= Diane Juster =

Canadian singer-songwriter and composer

Diane Juster, née Rivet (born March 15, 1946) is a Canadian singer-songwriter and composer from Montreal, Quebec. Although she had some success as a performer in her own right, she has been most prominent as a songwriter for other artists, including Julie Arel, Ginette Reno, Robert Charlebois, Johanne Blouin and Céline Dion.
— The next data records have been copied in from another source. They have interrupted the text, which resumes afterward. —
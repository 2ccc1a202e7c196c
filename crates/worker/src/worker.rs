//! Request handling for connected pages.
//!
//! Each page talks to the worker through a pair of unbounded channels:
//! envelopes in, [`WorkerMessage`]s out. Responses and progress broadcasts
//! share the outbound channel, so a page sees them in send order.

use crate::bus::{PageId, PageSender};
use crate::routes::create_router;
use crate::state::WorkerState;
use crate::walker::DirectoryWalker;
use axum::Router;
use cairn_core::{
    Envelope, MessageId, RawEnvelope, Request, Response, WorkerMessage, extract_pairs,
};
use serde::Serialize;
use tokio::sync::mpsc;

/// A page's connection to the worker.
pub struct PageChannel {
    pub page: PageId,
    /// Requests to the worker.
    pub requests: mpsc::UnboundedSender<Envelope>,
    /// Responses and progress broadcasts from the worker.
    pub messages: mpsc::UnboundedReceiver<WorkerMessage>,
    /// The worker's interception router, for content requests.
    pub interceptor: Router,
}

/// The worker process: owns the state every page connection shares.
#[derive(Clone)]
pub struct ServiceWorker {
    state: WorkerState,
}

impl ServiceWorker {
    pub fn new(state: WorkerState) -> Self {
        Self { state }
    }

    pub fn state(&self) -> &WorkerState {
        &self.state
    }

    pub fn router(&self) -> Router {
        create_router(self.state.clone())
    }

    /// Connect a new page.
    ///
    /// The page is registered with the progress bus and served until its
    /// request sender is dropped.
    pub fn connect(&self) -> PageChannel {
        let (request_tx, request_rx) = mpsc::unbounded_channel();
        let (message_tx, message_rx) = mpsc::unbounded_channel();
        let page = self.state.bus.register(message_tx.clone());

        tokio::spawn(serve_page(self.state.clone(), page, request_rx, message_tx));

        PageChannel {
            page,
            requests: request_tx,
            messages: message_rx,
            interceptor: self.router(),
        }
    }
}

async fn serve_page(
    state: WorkerState,
    page: PageId,
    mut requests: mpsc::UnboundedReceiver<Envelope>,
    replies: PageSender,
) {
    tracing::debug!(page, "Page connected");
    while let Some(envelope) = requests.recv().await {
        submit(&state, envelope, &replies);
    }
    state.bus.unregister(page);
    tracing::debug!(page, "Page disconnected");
}

/// Route one request from a page.
///
/// Claims take effect before this returns; other requests run on their own
/// task and reply to `replies`.
pub fn submit(state: &WorkerState, envelope: Envelope, replies: &PageSender) {
    if envelope.request == Request::ClaimClients {
        state.bus.claim();
        return;
    }

    let state = state.clone();
    let replies = replies.clone();
    tokio::spawn(async move { dispatch(&state, envelope, &replies).await });
}

/// Route a wire envelope, answering unknown or malformed requests with a
/// failure response.
pub fn submit_raw(state: &WorkerState, raw: RawEnvelope, replies: &PageSender) {
    let kind = raw.kind.clone();
    let id = raw.id;
    match Envelope::try_from(raw) {
        Ok(envelope) => submit(state, envelope, replies),
        Err(e) => {
            tracing::warn!(kind = %kind, id = %id, error = %e, "Rejecting request");
            reply(replies, Response::failure(&kind, id, e.to_string()));
        }
    }
}

/// Handle one request to completion.
pub async fn dispatch(state: &WorkerState, envelope: Envelope, replies: &PageSender) {
    let Envelope { id, request } = envelope;
    let kind = request.kind();

    match request {
        Request::ShallowRetrieval { cid } => {
            let mut walker = DirectoryWalker::new(state.handle.clone());
            match walker.shallow_list(&cid, state.bus.as_ref()).await {
                Ok(entries) => {
                    reply(replies, success(kind, id, &entries));

                    // Background work starts after the response is queued
                    let tasks = walker.take_tasks();
                    if !tasks.is_empty() {
                        tracing::debug!(cid = %cid, tasks = tasks.len(), "Spawning subdirectory processing");
                        let bus = state.bus.clone();
                        tokio::spawn(async move {
                            walker
                                .process_subdirectories(&cid, tasks, bus.as_ref())
                                .await;
                        });
                    }
                }
                Err(e) => reply(replies, Response::failure(kind, id, e.to_string())),
            }
        }
        Request::ExtractPairs { files } => {
            let pairs = extract_pairs(&files);
            tracing::debug!(files = files.len(), pairs = pairs.len(), "Extracted pairs");
            reply(replies, success(kind, id, &pairs));
        }
        Request::ClaimClients => {
            state.bus.claim();
        }
    }
}

fn success<T: Serialize>(kind: &str, id: MessageId, data: &T) -> Response {
    match serde_json::to_value(data) {
        Ok(data) => Response::success(kind, id, data),
        Err(e) => Response::failure(kind, id, format!("failed to encode response: {e}")),
    }
}

fn reply(replies: &PageSender, response: Response) {
    if replies.send(WorkerMessage::Response(response)).is_err() {
        tracing::debug!("Page went away before its response was sent");
    }
}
After studying piano at the Université de Montréal, she began writing songs in 1971. After Arel recorded several of her songs, Juster began performing as an artist herself, and represented Canada at the Festival international de la chanson française in 1975. Although she released a number of albums and popular singles as a performer, however, she found that she was more passionate about writing for other artists than she was about performing, and concentrated principally on songwriting after the 1970s. Her song "Je ne suis qu'une chanson", written for Reno, won the Félix Award for Song of the Year in 1980. She also composed music for films, including Chocolate Eclair (Éclair au chocolat) and The Morning Man (Un matin, une vie).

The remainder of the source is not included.